Some on the receiving end say the tactic amounts to a blacklist, a term that conjures memories of Hollywood’s refusal to hire screenwriters and others identified as communists in the late 1940s and 1950s.
“I just hate being pigeonholed as a hate monger or bigot,” says Robert Hoehn, who contributed $25,000 to the campaign for Prop 8, which amended California’s Constitution to exclude same-sex marriage. “I have friends in the gay community, and I don’t think any of them would say that.”
Hoehn has seen protesters outside his Carlsbad, Calif., car dealerships, his name and business have appeared on websites publicizing donors, and he has received “the most vitriolic kinds of e-mails, letters and phone calls.”
“I want to make it a little hot for these people,” says Fred Karger, a retired Los Angeles political consultant who started the group and website called Californians Against Hate.
Small as well as large donors have felt heat:
* El Coyote, a Mexican restaurant in Los Angeles since 1931, has seen fewer diners and been picketed over a $100 contribution by a manager and member of the owning family. Marjorie Christoffersen told The Los Angeles Times, “I’ve almost had a nervous breakdown.”
* San Diego developer Doug Manchester, who donated $125,000 to put Prop 8 on the ballot, has seen a boycott against hotels he owns, including the Manchester Grand Hyatt on San Diego Bay. Manchester did not return calls seeking comment. Sonja Eddings Brown, spokeswoman for the Protect Marriage coalition, which supports Prop 8, said Manchester’s hotel “has lost several national conventions and conferences.”
* A-1 Self Storage, with 30 locations across California, has also been targeted by Karger’s group. Owner Terry Caster and family members donated $693,000.
Caster did not return calls but has a recording on his phone defending the contribution and Prop 8. “The homosexual community is trying to change something that has been practiced since the start of our great country,” he says, referring to marriage. “I simply exercise my right to support that which I believe in.”
Brown says she has received calls from small business owners in Hollywood and West Hollywood who have lost customers because of their donations. She said she has seen printed lists that name Hollywood studio employees who gave to the cause, an action that “replicates that feel” of blacklists of movie-industry figures who many in Hollywood to this day believe were prevented from earning a living because of their politics.
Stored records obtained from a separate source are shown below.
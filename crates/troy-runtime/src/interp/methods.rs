//! Built-in methods on values.

use std::rc::Rc;

use super::eval::make_iter;
use crate::exception::Exception;
use crate::value::{ListObject, Value};

fn attribute_error(receiver: &Value, method: &str) -> Exception {
    Exception::new(
        "AttributeError",
        format!("{} has no method named `{}`", receiver.type_name(), method),
    )
}

fn expect_args(receiver: &Value, method: &str, args: &[Value], count: usize) -> Result<(), Exception> {
    if args.len() == count {
        Ok(())
    } else {
        Err(Exception::type_error(format!(
            "{}.{}() takes {} arguments but {} were given",
            receiver.type_name(),
            method,
            count,
            args.len()
        )))
    }
}

fn to_i64(n: usize) -> Result<i64, Exception> {
    i64::try_from(n).map_err(|_| Exception::new("OverflowError", "length does not fit in int"))
}

/// Length of a sized value, as used by `len(x)` and `.len()`.
pub(super) fn length(value: &Value) -> Result<i64, Exception> {
    match value {
        Value::List(list) => to_i64(list.len()),
        Value::Str(s) => to_i64(s.chars().count()),
        Value::Tuple(items) => to_i64(items.len()),
        Value::Range(range) => range
            .end_exclusive()
            .checked_sub(range.start)
            .map(|n| n.max(0))
            .ok_or_else(|| Exception::new("OverflowError", "range length does not fit in int")),
        other => Err(Exception::type_error(format!("{} has no len()", other.type_name()))),
    }
}

/// Call `receiver.method(args..)`.
pub(super) fn call_method(receiver: &Value, method: &str, args: Vec<Value>) -> Result<Value, Exception> {
    // Methods every value shares.
    match method {
        "clone" if !matches!(receiver, Value::List(_)) => {
            expect_args(receiver, method, &args, 0)?;
            return Ok(receiver.clone());
        }
        "to_string" => {
            expect_args(receiver, method, &args, 0)?;
            return Ok(Value::str(receiver.to_string()));
        }
        _ => {}
    }

    match receiver {
        Value::List(list) => list_method(receiver, list, method, args),
        Value::Str(s) => str_method(receiver, s, method, args),
        Value::Int(n) => int_method(receiver, *n, method, args),
        Value::Float(x) => float_method(receiver, *x, method, args),
        Value::Range(range) => match method {
            "len" => {
                expect_args(receiver, method, &args, 0)?;
                length(receiver).map(Value::Int)
            }
            "contains" => {
                expect_args(receiver, method, &args, 1)?;
                let hit = matches!(args[0], Value::Int(n) if n >= range.start && n < range.end_exclusive());
                Ok(Value::Bool(hit))
            }
            "iter" | "into_iter" => {
                expect_args(receiver, method, &args, 0)?;
                Ok(Value::Iter(make_iter(receiver)?))
            }
            _ => Err(attribute_error(receiver, method)),
        },
        Value::Iter(iter) => match method {
            "next" => {
                expect_args(receiver, method, &args, 0)?;
                iter.advance().ok_or_else(|| Exception::new("StopIteration", ""))
            }
            "collect" => {
                expect_args(receiver, method, &args, 0)?;
                let mut items = Vec::new();
                while let Some(item) = iter.advance() {
                    items.push(item);
                }
                Ok(Value::list(items))
            }
            "iter" | "into_iter" => Ok(receiver.clone()),
            _ => Err(attribute_error(receiver, method)),
        },
        _ => Err(attribute_error(receiver, method)),
    }
}

fn list_method(receiver: &Value, list: &Rc<ListObject>, method: &str, args: Vec<Value>) -> Result<Value, Exception> {
    match method {
        "push" => {
            expect_args(receiver, method, &args, 1)?;
            list.items_mut().extend(args);
            Ok(Value::Unit)
        }
        "pop" => {
            expect_args(receiver, method, &args, 0)?;
            list.items_mut()
                .pop()
                .ok_or_else(|| Exception::index_error("pop from empty list"))
        }
        "len" => {
            expect_args(receiver, method, &args, 0)?;
            to_i64(list.len()).map(Value::Int)
        }
        "is_empty" => {
            expect_args(receiver, method, &args, 0)?;
            Ok(Value::Bool(list.is_empty()))
        }
        "clone" => {
            expect_args(receiver, method, &args, 0)?;
            Ok(Value::list(list.items().clone()))
        }
        "contains" => {
            expect_args(receiver, method, &args, 1)?;
            Ok(Value::Bool(list.items().contains(&args[0])))
        }
        "first" | "last" => {
            expect_args(receiver, method, &args, 0)?;
            let items = list.items();
            let item = if method == "first" { items.first() } else { items.last() };
            item.cloned()
                .ok_or_else(|| Exception::index_error(format!("{}() on empty list", method)))
        }
        "insert" => {
            expect_args(receiver, method, &args, 2)?;
            let mut args = args.into_iter();
            let (Some(Value::Int(index)), Some(value)) = (args.next(), args.next()) else {
                return Err(Exception::type_error("insert index must be int"));
            };
            let mut items = list.items_mut();
            let index = usize::try_from(index)
                .ok()
                .filter(|&i| i <= items.len())
                .ok_or_else(|| {
                    Exception::index_error(format!(
                        "insertion index (is {}) should be <= len (is {})",
                        index,
                        items.len()
                    ))
                })?;
            items.insert(index, value);
            Ok(Value::Unit)
        }
        "remove" => {
            expect_args(receiver, method, &args, 1)?;
            let Value::Int(index) = args[0] else {
                return Err(Exception::type_error("remove index must be int"));
            };
            let mut items = list.items_mut();
            let len = items.len();
            let index = usize::try_from(index)
                .ok()
                .filter(|&i| i < len)
                .ok_or_else(|| {
                    Exception::index_error(format!(
                        "removal index (is {}) should be < len (is {})",
                        index, len
                    ))
                })?;
            Ok(items.remove(index))
        }
        "extend" => {
            expect_args(receiver, method, &args, 1)?;
            // Drain the source first; it may be this very list.
            let iter = make_iter(&args[0])?;
            let mut incoming = Vec::new();
            while let Some(item) = iter.advance() {
                incoming.push(item);
            }
            list.items_mut().extend(incoming);
            Ok(Value::Unit)
        }
        "iter" | "into_iter" => {
            expect_args(receiver, method, &args, 0)?;
            Ok(Value::Iter(make_iter(receiver)?))
        }
        _ => Err(attribute_error(receiver, method)),
    }
}

fn str_method(receiver: &Value, s: &str, method: &str, args: Vec<Value>) -> Result<Value, Exception> {
    match method {
        "len" => {
            expect_args(receiver, method, &args, 0)?;
            length(receiver).map(Value::Int)
        }
        "is_empty" => {
            expect_args(receiver, method, &args, 0)?;
            Ok(Value::Bool(s.is_empty()))
        }
        "to_uppercase" => {
            expect_args(receiver, method, &args, 0)?;
            Ok(Value::str(s.to_uppercase()))
        }
        "to_lowercase" => {
            expect_args(receiver, method, &args, 0)?;
            Ok(Value::str(s.to_lowercase()))
        }
        "trim" => {
            expect_args(receiver, method, &args, 0)?;
            Ok(Value::str(s.trim()))
        }
        "contains" => {
            expect_args(receiver, method, &args, 1)?;
            match &args[0] {
                Value::Str(needle) => Ok(Value::Bool(s.contains(needle.as_ref()))),
                other => Err(Exception::type_error(format!(
                    "str.contains() expects str, found {}",
                    other.type_name()
                ))),
            }
        }
        _ => Err(attribute_error(receiver, method)),
    }
}

fn int_method(receiver: &Value, n: i64, method: &str, args: Vec<Value>) -> Result<Value, Exception> {
    match (method, args.as_slice()) {
        ("abs", []) => n
            .checked_abs()
            .map(Value::Int)
            .ok_or_else(|| Exception::new("OverflowError", "attempt to take abs with overflow")),
        ("pow", [Value::Int(exp)]) => u32::try_from(*exp)
            .ok()
            .and_then(|exp| n.checked_pow(exp))
            .map(Value::Int)
            .ok_or_else(|| Exception::new("OverflowError", "attempt to compute pow with overflow")),
        ("min", [Value::Int(other)]) => Ok(Value::Int(n.min(*other))),
        ("max", [Value::Int(other)]) => Ok(Value::Int(n.max(*other))),
        ("abs" | "pow" | "min" | "max", _) => Err(Exception::type_error(format!(
            "invalid arguments to int.{}()",
            method
        ))),
        _ => Err(attribute_error(receiver, method)),
    }
}

fn float_method(receiver: &Value, x: f64, method: &str, args: Vec<Value>) -> Result<Value, Exception> {
    let as_float = |v: &Value| match v {
        Value::Float(f) => Some(*f),
        Value::Int(n) => Some(*n as f64),
        _ => None,
    };
    match (method, args.as_slice()) {
        ("abs", []) => Ok(Value::Float(x.abs())),
        ("sqrt", []) => Ok(Value::Float(x.sqrt())),
        ("floor", []) => Ok(Value::Float(x.floor())),
        ("round", []) => Ok(Value::Float(x.round())),
        ("powi", [Value::Int(exp)]) => i32::try_from(*exp)
            .map(|exp| Value::Float(x.powi(exp)))
            .map_err(|_| Exception::new("OverflowError", "exponent out of range")),
        ("min", [other]) if as_float(other).is_some() => {
            Ok(Value::Float(x.min(as_float(other).unwrap_or(x))))
        }
        ("max", [other]) if as_float(other).is_some() => {
            Ok(Value::Float(x.max(as_float(other).unwrap_or(x))))
        }
        ("abs" | "sqrt" | "floor" | "round" | "powi" | "min" | "max", _) => Err(Exception::type_error(
            format!("invalid arguments to float.{}()", method),
        )),
        _ => Err(attribute_error(receiver, method)),
    }
}

#[cfg(test)]
mod tests {
    use super::*;

    #[test]
    fn test_list_push_pop() {
        let list = Value::list(vec![]);
        call_method(&list, "push", vec![Value::Int(1)]).unwrap();
        call_method(&list, "push", vec![Value::Int(2)]).unwrap();
        assert_eq!(call_method(&list, "len", vec![]).unwrap(), Value::Int(2));
        assert_eq!(call_method(&list, "pop", vec![]).unwrap(), Value::Int(2));
        assert_eq!(list, Value::list(vec![Value::Int(1)]));
    }

    #[test]
    fn test_list_clone_is_a_new_list() {
        let list = Value::list(vec![Value::Int(1)]);
        let copy = call_method(&list, "clone", vec![]).unwrap();
        assert_ne!(list.object_id(), copy.object_id());
        call_method(&copy, "push", vec![Value::Int(2)]).unwrap();
        assert_eq!(length(&list).unwrap(), 1);
    }

    #[test]
    fn test_range_length() {
        let range = |start, end| {
            Value::Range(crate::value::RangeValue {
                start,
                end,
                inclusive: false,
            })
        };
        assert_eq!(length(&range(2, 5)).unwrap(), 3);
        assert_eq!(length(&range(5, 2)).unwrap(), 0);
        assert_eq!(length(&range(i64::MIN, i64::MAX)).unwrap_err().kind(), "OverflowError");
        assert_eq!(length(&range(-1, i64::MAX)).unwrap_err().kind(), "OverflowError");
    }

    #[test]
    fn test_extend_with_itself() {
        let list = Value::list(vec![Value::Int(1), Value::Int(2)]);
        call_method(&list, "extend", vec![list.clone()]).unwrap();
        assert_eq!(length(&list).unwrap(), 4);
    }

    #[test]
    fn test_pop_empty() {
        let err = call_method(&Value::list(vec![]), "pop", vec![]).unwrap_err();
        assert_eq!(err.kind(), "IndexError");
    }

    #[test]
    fn test_iterator_next_and_stop() {
        let range = Value::Range(crate::value::RangeValue { start: 0, end: 1, inclusive: false });
        let iter = call_method(&range, "iter", vec![]).unwrap();
        assert_eq!(call_method(&iter, "next", vec![]).unwrap(), Value::Int(0));
        assert_eq!(call_method(&iter, "next", vec![]).unwrap_err().kind(), "StopIteration");
    }

    #[test]
    fn test_unknown_method() {
        let err = call_method(&Value::Int(1), "frobnicate", vec![]).unwrap_err();
        assert_eq!(err.kind(), "AttributeError");
    }

    #[test]
    fn test_str_methods() {
        let s = Value::str("Hi");
        assert_eq!(call_method(&s, "to_uppercase", vec![]).unwrap(), Value::str("HI"));
        assert_eq!(call_method(&s, "len", vec![]).unwrap(), Value::Int(2));
        assert_eq!(call_method(&Value::Int(-3), "abs", vec![]).unwrap(), Value::Int(3));
    }
}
Ah, the tolerance of the gay community. So much for “diversity.” They lost at the ballot box. They were soundly defeated. And they simply refuse to accept it.
I hope that if you live in California, you will patronize these businesses now in peril. As if our economy isn’t bad enough, gays want to make it worse.






16 Responses

Absolutely right deb! How dare they boycott stores in this economy! Now, if you don’t mind, I have to go back to boycotting stores that don’t say Merry Christmas.

chitown85 on December 22, 2008 at 1:06 pm

Its relevant to recall here Debbie that in the Torah, the greatest sin for which Sodom and Gomorrah were punished was not for their sexual immorality. It was for their lack of kindness to the strangers in their midst. And in our own day we’re seeing there is a connection between abnormal sexuality and a lack of regard for the humanity and the rights of other people. Human depravity does not limit itself just to the personal. It can and does have consequences that harm real people. That is why homosexuality is morally wrong and nothing should deter us from saying so. The behavior of the gay community towards those who supported Proposition 8 in California demonstrates the timelessness of the Torah’s wisdom about what really happened in the Cities Of The Plain and why G-d was moved enough to wipe them off the face of the earth.
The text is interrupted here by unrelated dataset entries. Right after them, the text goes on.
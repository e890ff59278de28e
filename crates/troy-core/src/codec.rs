//! Snapshot codec.
//!
//! Turns live bindings into values that are safe to keep after the
//! activation they came from has ended:
//!
//! | value                                  | captured as                     |
//! |----------------------------------------|---------------------------------|
//! | unit, bool, int, float, str, range, fn | retained as-is                  |
//! | tuple                                  | retained; nested objects shared |
//! | list                                   | shallow copy of its items       |
//! | iterator, handle                       | placeholder                     |
//!
//! The copy is shallow: mutating the original list after capture does not
//! change the snapshot, but lists nested inside it are the same objects.

use std::fmt;

use indexmap::IndexMap;
use serde::ser::SerializeMap;
use serde::{Serialize, Serializer};
use troy_runtime::{ObjectId, Value};

/// Why a binding was captured as a placeholder.
#[derive(Debug, Clone, PartialEq, Eq, Serialize)]
#[serde(rename_all = "snake_case")]
pub enum PlaceholderReason {
    /// The value has no safe copy (live iterators, resource handles).
    Uncopyable,
    /// Reading the value failed at capture time.
    CaptureFailed(String),
}

/// Stand-in for a value the codec could not copy.
#[derive(Debug, Clone, PartialEq, Eq)]
pub struct Placeholder {
    pub type_name: &'static str,
    pub id: ObjectId,
    pub reason: PlaceholderReason,
}

impl fmt::Display for Placeholder {
    fn fmt(&self, f: &mut fmt::Formatter<'_>) -> fmt::Result {
        write!(f, "<{} {}>", self.type_name, self.id)
    }
}

/// One captured binding.
#[derive(Debug, Clone, PartialEq)]
pub enum CapturedValue {
    /// Immutable value kept directly.
    Retained(Value),
    /// Items of a list, copied at capture time.
    ShallowCopy { source: ObjectId, items: Vec<Value> },
    /// A value that could not be copied.
    Placeholder(Placeholder),
}

impl CapturedValue {
    /// Rebuild a value from the capture.
    ///
    /// A shallow copy becomes a new list with its own identity. Placeholders
    /// have no value.
    pub fn to_value(&self) -> Option<Value> {
        match self {
            CapturedValue::Retained(value) => Some(value.clone()),
            CapturedValue::ShallowCopy { items, .. } => Some(Value::list(items.clone())),
            CapturedValue::Placeholder(_) => None,
        }
    }

    pub fn type_name(&self) -> &'static str {
        match self {
            CapturedValue::Retained(value) => value.type_name(),
            CapturedValue::ShallowCopy { .. } => "list",
            CapturedValue::Placeholder(placeholder) => placeholder.type_name,
        }
    }

    pub fn placeholder(&self) -> Option<&Placeholder> {
        match self {
            CapturedValue::Placeholder(placeholder) => Some(placeholder),
            _ => None,
        }
    }

    pub fn is_placeholder(&self) -> bool {
        matches!(self, CapturedValue::Placeholder(_))
    }
}

impl Serialize for CapturedValue {
    fn serialize<S: Serializer>(&self, serializer: S) -> Result<S::Ok, S::Error> {
        match self {
            CapturedValue::Retained(value) => value.serialize(serializer),
            CapturedValue::ShallowCopy { items, .. } => items.serialize(serializer),
            CapturedValue::Placeholder(placeholder) => {
                let mut map = serializer.serialize_map(Some(3))?;
                map.serialize_entry("placeholder", placeholder.type_name)?;
                map.serialize_entry("id", &placeholder.id)?;
                map.serialize_entry("reason", &placeholder.reason)?;
                map.end()
            }
        }
    }
}

/// Captured bindings of one activation, in binding order.
#[derive(Debug, Clone, Default, PartialEq, Serialize)]
#[serde(transparent)]
pub struct VariableSnapshot {
    bindings: IndexMap<String, CapturedValue>,
}

impl VariableSnapshot {
    pub fn new() -> Self {
        Self::default()
    }

    pub fn get(&self, name: &str) -> Option<&CapturedValue> {
        self.bindings.get(name)
    }

    /// The captured value of `name`, rebuilt with [`CapturedValue::to_value`].
    pub fn value(&self, name: &str) -> Option<Value> {
        self.get(name).and_then(CapturedValue::to_value)
    }

    pub fn contains(&self, name: &str) -> bool {
        self.bindings.contains_key(name)
    }

    pub fn len(&self) -> usize {
        self.bindings.len()
    }

    pub fn is_empty(&self) -> bool {
        self.bindings.is_empty()
    }

    /// Variable names in binding order.
    pub fn names(&self) -> impl Iterator<Item = &str> {
        self.bindings.keys().map(String::as_str)
    }

    pub fn iter(&self) -> impl Iterator<Item = (&str, &CapturedValue)> {
        self.bindings.iter().map(|(name, value)| (name.as_str(), value))
    }

    fn insert(&mut self, name: String, value: CapturedValue) {
        self.bindings.insert(name, value);
    }
}

impl<'a> IntoIterator for &'a VariableSnapshot {
    type Item = (&'a String, &'a CapturedValue);
    type IntoIter = indexmap::map::Iter<'a, String, CapturedValue>;

    fn into_iter(self) -> Self::IntoIter {
        self.bindings.iter()
    }
}

/// Capture one binding.
///
/// Never runs script code and never fails: a value that cannot be read
/// becomes a placeholder.
pub fn capture_value(name: &str, value: &Value) -> CapturedValue {
    match value {
        Value::List(list) => match list.try_items() {
            Ok(items) => CapturedValue::ShallowCopy {
                source: list.id(),
                items: items.clone(),
            },
            Err(err) => {
                tracing::warn!("Could not capture `{}` ({}): {}", name, list.id(), err);
                CapturedValue::Placeholder(Placeholder {
                    type_name: "list",
                    id: list.id(),
                    reason: PlaceholderReason::CaptureFailed(err.to_string()),
                })
            }
        },
        Value::Iter(iter) => CapturedValue::Placeholder(Placeholder {
            type_name: "iterator",
            id: iter.id(),
            reason: PlaceholderReason::Uncopyable,
        }),
        Value::Handle(handle) => CapturedValue::Placeholder(Placeholder {
            type_name: "handle",
            id: handle.id(),
            reason: PlaceholderReason::Uncopyable,
        }),
        other => CapturedValue::Retained(other.clone()),
    }
}

/// Capture every binding of an activation.
pub fn capture_bindings(locals: &IndexMap<String, Value>) -> VariableSnapshot {
    let mut snapshot = VariableSnapshot::new();
    for (name, value) in locals {
        snapshot.insert(name.clone(), capture_value(name, value));
    }
    snapshot
}
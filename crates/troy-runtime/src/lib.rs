//! Embedded script runtime for Troy Playground.
//!
//! This crate provides:
//! - Program loading for a Rust-syntax function subset (parsed with `syn`)
//! - Runtime values with shared, identity-carrying lists, iterators and handles
//! - A tree-walking interpreter with native function support
//! - The execution event channel: `call`/`line`/`return`/`exception` events
//!   delivered to a single scoped [`TraceHook`]

pub mod args;
pub mod config;
pub mod error;
pub mod exception;
pub mod interp;
pub mod program;
pub mod trace;
pub mod value;

pub use args::CallArgs;
pub use config::RuntimeConfig;
pub use error::{Result, RuntimeError};
pub use exception::{Exception, TracebackEntry};
pub use interp::{Interpreter, NativeFn};
pub use program::{FunctionDef, Program};
pub use trace::{Activation, EventKind, FrameId, HookGuard, TraceEvent, TraceHook};
pub use value::{CodeId, FunctionRef, HandleObject, IterObject, ListObject, ObjectId, RangeValue, Value};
NormanF on December 22, 2008 at 1:29 pm

Criminy NormanF, you need to stop watching religious shows on the History Channel. That S&G were destroyed because they were full of bad hosts is new age revisionism. S&G was destroyed becasue of sexual immorality, specifically homosexuality. Jude (who is ignored by the religious no-nothings the HC always uses) makes that clear in verse 7.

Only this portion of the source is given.